Toutes les colères refoulées de nos enfants,

Tout le fracas à double cri de nos gueules insoumises dans les goulags du silence… de votre indifférence.

Passez, vous, aux vers de verre qui flirtent avec les fleurs.

Passez, vous, à la peur qui pleure dans « la chronique du temps qui passe ».

Vous, au rire « bon enfant »,

Vous, aux regards vendus dans le spectacle de nos douleurs.

Votre voix soudain attrape la grippe du coupable.

Comment comprendriez-vous le langage sans raccourci du baobab,

Ce chant gonflé du tafia de nos plaines, titubant vers la mer dans le courant macabre des rivières, dans leurs gestes de putains avilies au bar du soleil ?

Comment comprendriez-vous ?

Ce sont les hiéroglyphes d’une civilisation éteinte,

La voix du crépuscule dans sa langue conquise.

 2012


[1] Agglomérations huppées dans les hauteurs de Pétion-Ville en bordure sud-est de Port-au-Prince.

[2] Le quartier où j’ai grandi du côté sud de Port-au-Prince.

[3] Autres “enfers” de la violence et du dénuement dans la périphérie de la capitale.

[4] Massillon Coicou, poète nationaliste haïtien, exécuté par le Président Nord Alexis en 1908.

[5] Poète haïtien de famille bourgeoise qui préférait vivre parmi les pauvres.

Poète, romancier, enseignant et chercheur canadien d’adoption, haïtien d’âme et des entrailles.
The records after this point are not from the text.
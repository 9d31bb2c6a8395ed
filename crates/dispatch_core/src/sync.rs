//! Location sync worker: periodic two-phase migration of position updates
//! from the ephemeral store to the durable store.
//!
//! Five phases per run:
//!
//! 1. **Snapshot** — atomically move active-dirty into processing
//! 2. **Gather** — read current records, dropping entries that expired
//! 3. **Persist** — idempotent durable updates, in parallel, per-driver outcome
//! 4. **Reconcile** — clear persisted ids; merge failures back, newer value wins
//! 5. **Fatal recovery** — on restart, leftover processing merges into active
//!
//! At most one run is in flight; overlapping triggers are suppressed. A
//! per-driver failure is retried on the next run via merge-back, so once an
//! update is enqueued it is persisted at least once or still pending.

use std::sync::atomic::{AtomicBool, Ordering};
use std::sync::Arc;
use std::time::Duration;

use chrono::{TimeZone, Utc};
use futures::future::join_all;
use tokio_util::sync::CancellationToken;
use tracing::{debug, info, warn};

use crate::clock::Clock;
use crate::durable::{DriverRepository, PositionUpdate};
use crate::ids::DriverId;
use crate::position::PositionStore;

/// Introspection surface for the admin API.
#[derive(Debug, Clone, Copy, PartialEq, Eq, serde::Serialize)]
#[serde(rename_all = "camelCase")]
pub struct SyncStatus {
    pub running: bool,
    pub cadence_active: bool,
}

/// Outcome counts for one completed run.
#[derive(Debug, Clone, Copy, Default, PartialEq, Eq)]
pub struct SyncReport {
    pub snapshot: usize,
    pub persisted: usize,
    pub failed: usize,
    pub expired: usize,
}

/// Result of asking for a run.
#[derive(Debug, Clone, Copy, PartialEq, Eq)]
pub enum SyncRun {
    /// Another run was already in flight.
    Skipped,
    Completed(SyncReport),
}

/// Background worker migrating dirty positions to the durable store.
pub struct LocationSyncWorker {
    positions: Arc<PositionStore>,
    repo: Arc<dyn DriverRepository>,
    clock: Arc<dyn Clock>,
    interval: Duration,
    running: AtomicBool,
    cadence_active: AtomicBool,
}

/// Clears the in-flight flag even if a persist future panics.
struct RunGuard<'a>(&'a AtomicBool);

impl Drop for RunGuard<'_> {
    fn drop(&mut self) {
        self.0.store(false, Ordering::SeqCst);
    }
}

impl LocationSyncWorker {
    pub fn new(
        positions: Arc<PositionStore>,
        repo: Arc<dyn DriverRepository>,
        clock: Arc<dyn Clock>,
        interval: Duration,
    ) -> Self {
        Self {
            positions,
            repo,
            clock,
            interval,
            running: AtomicBool::new(false),
            cadence_active: AtomicBool::new(false),
        }
    }

    /// Runs the cadence until shutdown is signalled.
    ///
    /// Leftover processing entries from a crashed run are merged back before
    /// the first tick so nothing enqueued is ever silently lost.
    pub async fn run(self: Arc<Self>, shutdown: CancellationToken) {
        let recovered = self.positions.recover_processing();
        if recovered > 0 {
            warn!(recovered, "merged orphaned processing entries back into active");
        }

        info!(
            interval_secs = self.interval.as_secs(),
            "location sync worker starting"
        );
        self.cadence_active.store(true, Ordering::SeqCst);

        let mut interval = tokio::time::interval(self.interval);
        // Skip the first immediate tick
        interval.tick().await;

        loop {
            tokio::select! {
                biased;

                _ = shutdown.cancelled() => {
                    info!("location sync worker shutting down");
                    break;
                }

                _ = interval.tick() => {
                    self.run_once().await;
                }
            }
        }

        self.cadence_active.store(false, Ordering::SeqCst);
    }

    /// Admin-invoked run, bypassing the cadence but honouring the overlap
    /// lock.
    pub async fn trigger_now(&self) -> SyncRun {
        self.run_once().await
    }

    pub fn status(&self) -> SyncStatus {
        SyncStatus {
            running: self.running.load(Ordering::SeqCst),
            cadence_active: self.cadence_active.load(Ordering::SeqCst),
        }
    }

    async fn run_once(&self) -> SyncRun {
        if self
            .running
            .compare_exchange(false, true, Ordering::SeqCst, Ordering::SeqCst)
            .is_err()
        {
            debug!("sync run already in flight, skipping");
            return SyncRun::Skipped;
        }
        let _guard = RunGuard(&self.running);

        // Phase 1: snapshot.
        let snapshot = self.positions.snapshot_dirty();
        if snapshot.is_empty() {
            return SyncRun::Completed(SyncReport::default());
        }

        // Phase 2: gather, dropping entries that expired since the snapshot.
        let mut updates: Vec<(DriverId, PositionUpdate)> = Vec::with_capacity(snapshot.len());
        let mut expired: Vec<DriverId> = Vec::new();
        for driver_id in &snapshot {
            match self.positions.get(*driver_id) {
                Some(record) => {
                    let last_seen_at = Utc
                        .timestamp_millis_opt(record.last_seen_ms as i64)
                        .single()
                        .unwrap_or_else(Utc::now);
                    updates.push((
                        *driver_id,
                        PositionUpdate {
                            coordinates: record.coordinates,
                            cell: u64::from(record.cell),
                            is_online: record.is_online,
                            is_available: record.is_available,
                            last_seen_at,
                        },
                    ));
                }
                None => expired.push(*driver_id),
            }
        }

        // Phase 3: persist, independent writes in parallel.
        let outcomes = join_all(updates.into_iter().map(|(driver_id, update)| async move {
            let result = self.repo.update_driver_position(driver_id, update).await;
            (driver_id, result)
        }))
        .await;

        // Phase 4: reconcile.
        let mut persisted: Vec<DriverId> = Vec::new();
        let mut failed: Vec<DriverId> = Vec::new();
        for (driver_id, result) in outcomes {
            match result {
                Ok(()) => persisted.push(driver_id),
                Err(e) => {
                    warn!(driver = %driver_id, error = %e, "durable position write failed");
                    failed.push(driver_id);
                }
            }
        }
        self.positions.complete_processing(&persisted);
        self.positions.complete_processing(&expired);
        self.positions.requeue_failed(&failed);

        let report = SyncReport {
            snapshot: snapshot.len(),
            persisted: persisted.len(),
            failed: failed.len(),
            expired: expired.len(),
        };
        info!(
            snapshot = report.snapshot,
            persisted = report.persisted,
            failed = report.failed,
            expired = report.expired,
            at_ms = self.clock.now_ms(),
            "sync run complete"
        );
        SyncRun::Completed(report)
    }
}

#[cfg(test)]
mod tests {
    use super::*;
    use crate::clock::ManualClock;
    use crate::durable::{DurableDriver, InMemoryDriverRepository};
    use crate::ids::UserId;
    use crate::position::PositionWrite;
    use crate::spatial::cell_of;
    use async_trait::async_trait;
    use crate::error::Result as CoreResult;

    const TTL_MS: u64 = 300_000;

    struct Harness {
        clock: Arc<ManualClock>,
        positions: Arc<PositionStore>,
        repo: Arc<InMemoryDriverRepository>,
        worker: Arc<LocationSyncWorker>,
    }

    fn harness() -> Harness {
        let clock = Arc::new(ManualClock::new(1_000));
        let positions = Arc::new(PositionStore::new(clock.clone(), TTL_MS));
        let repo = Arc::new(InMemoryDriverRepository::new());
        let worker = Arc::new(LocationSyncWorker::new(
            positions.clone(),
            repo.clone(),
            clock.clone(),
            Duration::from_secs(300),
        ));
        Harness {
            clock,
            positions,
            repo,
            worker,
        }
    }

    fn seed_driver(h: &Harness) -> DriverId {
        let driver_id = DriverId::new();
        let user_id = UserId::new();
        h.repo
            .insert(DurableDriver::new(driver_id, user_id, "Test Driver"));
        let cell = cell_of(52.52, 13.405).expect("cell");
        h.positions.upsert(PositionWrite {
            driver_id,
            user_id,
            coordinates: [13.405, 52.52],
            cell,
            is_online: true,
            is_available: true,
        });
        driver_id
    }

    #[tokio::test]
    async fn clean_run_persists_everything_and_empties_processing() {
        let h = harness();
        let d1 = seed_driver(&h);
        let d2 = seed_driver(&h);

        let run = h.worker.trigger_now().await;
        let SyncRun::Completed(report) = run else {
            panic!("run skipped");
        };
        assert_eq!(report.snapshot, 2);
        assert_eq!(report.persisted, 2);
        assert_eq!(report.failed, 0);
        assert_eq!(h.positions.dirty_sizes(), (0, 0));

        for id in [d1, d2] {
            let driver = h.repo.get_driver(id).await.expect("get").expect("some");
            assert_eq!(driver.last_position, Some([13.405, 52.52]));
            assert!(driver.last_seen_at.is_some());
        }
    }

    #[tokio::test]
    async fn empty_dirty_set_is_a_noop() {
        let h = harness();
        let run = h.worker.trigger_now().await;
        assert_eq!(run, SyncRun::Completed(SyncReport::default()));
    }

    #[tokio::test]
    async fn failed_drivers_merge_back_and_persist_next_run() {
        let h = harness();
        let d1 = seed_driver(&h);
        let d2 = seed_driver(&h);
        let d3 = seed_driver(&h);
        h.repo.fail_position_updates_for(d2, true);

        let SyncRun::Completed(report) = h.worker.trigger_now().await else {
            panic!("run skipped");
        };
        assert_eq!(report.persisted, 2);
        assert_eq!(report.failed, 1);
        // Processing drained; the failure is active again.
        assert_eq!(h.positions.dirty_sizes(), (1, 0));
        assert!(h
            .repo
            .get_driver(d1)
            .await
            .expect("get")
            .expect("some")
            .last_seen_at
            .is_some());
        assert!(h
            .repo
            .get_driver(d3)
            .await
            .expect("get")
            .expect("some")
            .last_seen_at
            .is_some());

        h.repo.fail_position_updates_for(d2, false);
        let SyncRun::Completed(report) = h.worker.trigger_now().await else {
            panic!("run skipped");
        };
        assert_eq!(report.snapshot, 1);
        assert_eq!(report.persisted, 1);
        assert_eq!(h.positions.dirty_sizes(), (0, 0));
        assert!(h
            .repo
            .get_driver(d2)
            .await
            .expect("get")
            .expect("some")
            .last_seen_at
            .is_some());
    }

    #[tokio::test]
    async fn expired_records_are_dropped_not_persisted() {
        let h = harness();
        let driver_id = seed_driver(&h);

        h.clock.advance_ms(TTL_MS + 1);
        let SyncRun::Completed(report) = h.worker.trigger_now().await else {
            panic!("run skipped");
        };
        assert_eq!(report.snapshot, 1);
        assert_eq!(report.expired, 1);
        assert_eq!(report.persisted, 0);
        assert_eq!(h.positions.dirty_sizes(), (0, 0));
        assert!(h
            .repo
            .get_driver(driver_id)
            .await
            .expect("get")
            .expect("some")
            .last_seen_at
            .is_none());
    }

    /// Repository that parks position writes until released, to hold a sync
    /// run in flight.
    struct ParkedRepository {
        inner: InMemoryDriverRepository,
        release: tokio::sync::Notify,
    }

    #[async_trait]
    impl DriverRepository for ParkedRepository {
        async fn get_driver(&self, driver_id: DriverId) -> CoreResult<Option<DurableDriver>> {
            self.inner.get_driver(driver_id).await
        }

        async fn find_by_user(&self, user_id: UserId) -> CoreResult<Option<DurableDriver>> {
            self.inner.find_by_user(user_id).await
        }

        async fn update_driver_position(
            &self,
            driver_id: DriverId,
            update: PositionUpdate,
        ) -> CoreResult<()> {
            self.release.notified().await;
            self.inner.update_driver_position(driver_id, update).await
        }

        async fn list_pending_verifications(&self) -> CoreResult<Vec<DurableDriver>> {
            self.inner.list_pending_verifications().await
        }

        async fn set_verified(&self, driver_id: DriverId, verified: bool) -> CoreResult<()> {
            self.inner.set_verified(driver_id, verified).await
        }

        async fn set_blocked(&self, driver_id: DriverId, blocked: bool) -> CoreResult<()> {
            self.inner.set_blocked(driver_id, blocked).await
        }
    }

    #[tokio::test]
    async fn overlapping_triggers_are_suppressed() {
        let clock = Arc::new(ManualClock::new(1_000));
        let positions = Arc::new(PositionStore::new(clock.clone(), TTL_MS));
        let repo = Arc::new(ParkedRepository {
            inner: InMemoryDriverRepository::new(),
            release: tokio::sync::Notify::new(),
        });

        let driver_id = DriverId::new();
        let user_id = UserId::new();
        repo.inner
            .insert(DurableDriver::new(driver_id, user_id, "Parked"));
        positions.upsert(PositionWrite {
            driver_id,
            user_id,
            coordinates: [13.405, 52.52],
            cell: cell_of(52.52, 13.405).expect("cell"),
            is_online: true,
            is_available: true,
        });

        let worker = Arc::new(LocationSyncWorker::new(
            positions,
            repo.clone(),
            clock,
            Duration::from_secs(300),
        ));

        let in_flight = {
            let worker = worker.clone();
            tokio::spawn(async move { worker.trigger_now().await })
        };
        // Let the first run reach the parked persist phase.
        tokio::task::yield_now().await;
        assert!(worker.status().running);

        assert_eq!(worker.trigger_now().await, SyncRun::Skipped);

        repo.release.notify_waiters();
        let SyncRun::Completed(report) = in_flight.await.expect("join") else {
            panic!("first run skipped");
        };
        assert_eq!(report.persisted, 1);
        assert!(!worker.status().running);
    }

    #[tokio::test]
    async fn startup_recovers_orphaned_processing_entries() {
        let h = harness();
        seed_driver(&h);
        // Simulate a crash: snapshot taken, run never finished.
        h.positions.snapshot_dirty();
        assert_eq!(h.positions.dirty_sizes(), (0, 1));

        let shutdown = CancellationToken::new();
        let handle = tokio::spawn(h.worker.clone().run(shutdown.clone()));
        tokio::task::yield_now().await;

        assert_eq!(h.positions.dirty_sizes(), (1, 0));
        shutdown.cancel();
        handle.await.expect("join");
    }
}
Ancien journaliste à la Radio Nationale d’Haïti dans les années 80. Haïti me tient par la gorge et m’entraîne avec elle dans ses tranchées de la colère et de la survivance, ces villes tentaculaires faites d’ombres et de lumières, mais surtout de vies mi-mortes et de morts vivantes. Pendant des décennies, je travaille à la forge des mots, dans ces laves où je remue volontiers les flammes de l’être. J’allie à ma cause la révolte contre la misère et le deuil, un romantisme lascif flirtant parfois avec l’inadmissible, une spiritualité en constante évolution qui fait de la foi son soleil et du doute ses lunes. Je commence à écrire à la fin des années 70, et comme un Van Gogh en poésie je me suis amusé avec le silence.